Guest Commentary

Make your voice heard

Now, more than ever, nurses must advocate for improved patient care

by Clinical Assistant Professor Erin Wyatt, MSN, RN

Earlier this year, a state senator in Washington created a lot of buzz when she said that nurses “probably play cards for a considerable amount of the day” when working their shifts. This statement was made during a discussion about a bill which would ensure that nurses receive uninterrupted meal breaks at work. Even a first-year nursing student knows there is no time for fun and games when nurses are caring for patients! It is frightening that an elected official would make such an outrageous statement.

Let’s think for a moment about how sobering it is that many individuals who have very little knowledge about healthcare are the ones making decisions that affect so many patients and the people devoted to caring for them. This highlights the utmost importance of civic engagement and political and legislative advocacy among nurses.

My challenge to all nurses and nursing students is to become involved in legislative and political advocacy. Never forget how important your role is, even when you’re not at the patient’s bedside.

Clinical Assistant Professor Erin Wyatt

For centuries, nurses have worked tirelessly to help bring lives into the world, heal the sick, comfort the dying, and save the lives of the critically ill. They conduct research to find ways to improve symptoms and enhance quality of life. Nurses are both caregivers and scientists whose reach has no boundaries and who care for people of all races, religions, gender identities, and socioeconomic backgrounds. Nurses know the hardships their patients face, the challenges they overcome, and the unmet needs that can leave them devastated. This heightened awareness of the human condition gives nurses a certain credibility. In fact, nurses have been consistently voted the country’s most trusted profession for almost two decades. Their understanding – and their credibility – make them uniquely suited to get involved politically.

Becoming involved in legislative advocacy may seem intimidating, but it can be as simple as signing a petition or sending an email. Many nursing professional organizations – such as the American Nurses Association, Oncology Nursing Society, and the American Association of Critical Care Nurses – have their own advocacy groups that send out notifications when important healthcare bills are being introduced and will often provide electronic forms that make it easy for you to contact legislators. These groups also often have websites where you can search for the email addresses and telephone numbers of elected officials simply by entering a zip code. Nurses who wish to take on a more active role in political advocacy can learn more about how to affect healthcare policy by applying for the Nursing Organization Alliance’s Nurse in Washington Internship (NIWI) at

Personally, I find it very satisfying to participate in legislative advocacy. I feel that I can use my voice as a nurse to stand up for issues that affect the health of my community and my country. I have written letters to the editor of my local paper referencing my position as a nurse. I have made calls, left voicemails, sent emails, and written letters to my senators and representatives at both the state and federal level. I have attended several “Lobby Days” at the Indiana Statehouse regarding public health issues. I have canvassed for candidates that stand up for nurses and for healthcare. I have walked through crowds at fundraising events to speak to my U.S. senator face-to-face about healthcare legislation and made sure to introduce myself as a registered nurse. Last year, I put my name on the ballot and ran for an elected position and won!

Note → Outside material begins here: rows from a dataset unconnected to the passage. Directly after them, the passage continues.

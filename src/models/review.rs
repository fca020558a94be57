//! Per-raceday tipster review records.

use std::collections::BTreeMap;
use std::fmt;
use std::str::FromStr;

use serde::{Deserialize, Serialize};

use super::{RaceNo, RacedayId, ScoredEntity, Tip, TipsterId};

/// Which per-race value a leaderboard ranks on.
#[derive(Debug, Clone, Copy, Default, PartialEq, Eq, Serialize, Deserialize)]
#[serde(rename_all = "lowercase")]
pub enum Metric {
    #[default]
    Points,
    Odds,
}

impl fmt::Display for Metric {
    fn fmt(&self, f: &mut fmt::Formatter<'_>) -> fmt::Result {
        match self {
            Metric::Points => write!(f, "points"),
            Metric::Odds => write!(f, "odds"),
        }
    }
}

impl FromStr for Metric {
    type Err = String;

    fn from_str(s: &str) -> Result<Self, Self::Err> {
        match s.to_ascii_lowercase().as_str() {
            "points" => Ok(Metric::Points),
            "odds" => Ok(Metric::Odds),
            other => Err(format!("unknown metric '{}', use 'points' or 'odds'", other)),
        }
    }
}

/// Everything one tipster submitted and earned on one raceday.
#[derive(Debug, Clone, PartialEq, Serialize, Deserialize)]
pub struct TipsterReview {
    pub raceday_id: RacedayId,
    pub tipster_id: TipsterId,
    pub nickname: String,
    #[serde(default)]
    pub slogan: Option<String>,

    /// Selections keyed by race number
    #[serde(default)]
    pub tips: BTreeMap<RaceNo, Tip>,

    /// Points earned keyed by race number
    #[serde(default)]
    pub points: BTreeMap<RaceNo, f64>,

    /// Odds return earned keyed by race number
    #[serde(default)]
    pub odds: BTreeMap<RaceNo, f64>,
}

impl TipsterReview {
    pub fn new(raceday_id: RacedayId, tipster_id: TipsterId, nickname: String) -> Self {
        Self {
            raceday_id,
            tipster_id,
            nickname,
            slogan: None,
            tips: BTreeMap::new(),
            points: BTreeMap::new(),
            odds: BTreeMap::new(),
        }
    }

    pub fn with_tip(mut self, race_no: RaceNo, tip: Tip) -> Self {
        self.tips.insert(race_no, tip);
        self
    }

    pub fn with_points(mut self, race_no: RaceNo, points: f64) -> Self {
        self.points.insert(race_no, points);
        self
    }

    pub fn with_odds(mut self, race_no: RaceNo, odds: f64) -> Self {
        self.odds.insert(race_no, odds);
        self
    }

    /// Whether any selection was submitted.
    pub fn has_tipped(&self) -> bool {
        !self.tips.is_empty()
    }

    /// The per-race values for a metric.
    pub fn values(&self, metric: Metric) -> &BTreeMap<RaceNo, f64> {
        match metric {
            Metric::Points => &self.points,
            Metric::Odds => &self.odds,
        }
    }

    /// Project this review onto a scored entity for the given metric.
    pub fn scored_entity(&self, metric: Metric) -> ScoredEntity {
        let entity = ScoredEntity::new(self.tipster_id, self.nickname.clone())
            .with_values(self.values(metric).clone());
        match &self.slogan {
            Some(slogan) => entity.with_tagline(slogan.clone()),
            None => entity,
        }
    }
}
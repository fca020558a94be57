//! Core data models for tipster competitions.

mod ids;
mod race;
mod raceday;
mod review;
mod tip;
mod tipster;

pub use ids::*;
pub use race::*;
pub use raceday::*;
pub use review::*;
pub use tip::*;
pub use tipster::*;
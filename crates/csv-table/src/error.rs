//! Error types for csv-table

use std::path::PathBuf;
use thiserror::Error;

/// Result type alias using our Error type
pub type Result<T> = std::result::Result<T, Error>;

/// Errors that can occur in csv-table
#[derive(Debug, Error)]
pub enum Error {
    /// Failed to open a file for reading or writing
    #[error("failed to open file '{path}': {source}")]
    FileOpen {
        path: PathBuf,
        #[source]
        source: std::io::Error,
    },

    /// IO error on an already-open file
    #[error("IO error: {0}")]
    Io(#[from] std::io::Error),

    /// A row's field count disagrees with the header's
    #[error("row[{row}] has different size than header ({found} != {expected})")]
    SizeMismatch {
        /// Index of the data row (0 = first row after the header)
        row: usize,
        /// Field count of the header
        expected: usize,
        /// Field count of the offending row
        found: usize,
    },

    /// Row index beyond the row count
    #[error("row index {index} out of bounds (row count is {count})")]
    IndexOutOfBounds { index: usize, count: usize },
}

My challenge to all nurses and nursing students is to become involved in legislative and political advocacy. Start by picking one issue that is important to you – for example, safe nurse-to-patient ratios or affordable prescription costs – and research it. Then contact the elected officials who vote on bills related to your important issue, tell them you are a nurse, and why the issue is important to you. If they end up supporting your cause, remember to follow up with a “thank you”! The more you do this, the easier it will become.

Then, one day, maybe you will be ready to run for office yourself and join the two registered nurses now serving in Congress or become the first nurse ever elected to the U.S. Senate! Last, but not least, make sure you are registered and vote in every election. Never forget how important your role is, even when you’re not at the patient’s bedside.

Erin Wyatt and members of "Students Demand Action" with IN State Representative Matt Pierce

The IU School of Nursing takes great pride in our history of advocating for the issues of importance to nurses, as evidenced by IUSON’s Dr. Sharron Crowder and her recent selection as a Robert Wood Johnson Foundation (RWJF) Health Policy Fellow. Dr. Crowder is the first IU faculty member in 43 years and the first IUSON faculty member to be awarded this prestigious fellowship. Dr. Crowder will spend the next year in Washington, D.C. gaining invaluable hands-on experience – and an insider’s perspective – on the factors shaping healthcare policy at the federal level.

We thank IUSON Clinical Assistant Professor Erin Wyatt for her own story about the importance of nurse advocacy and the many ways nurses at every level can get involved in championing our profession.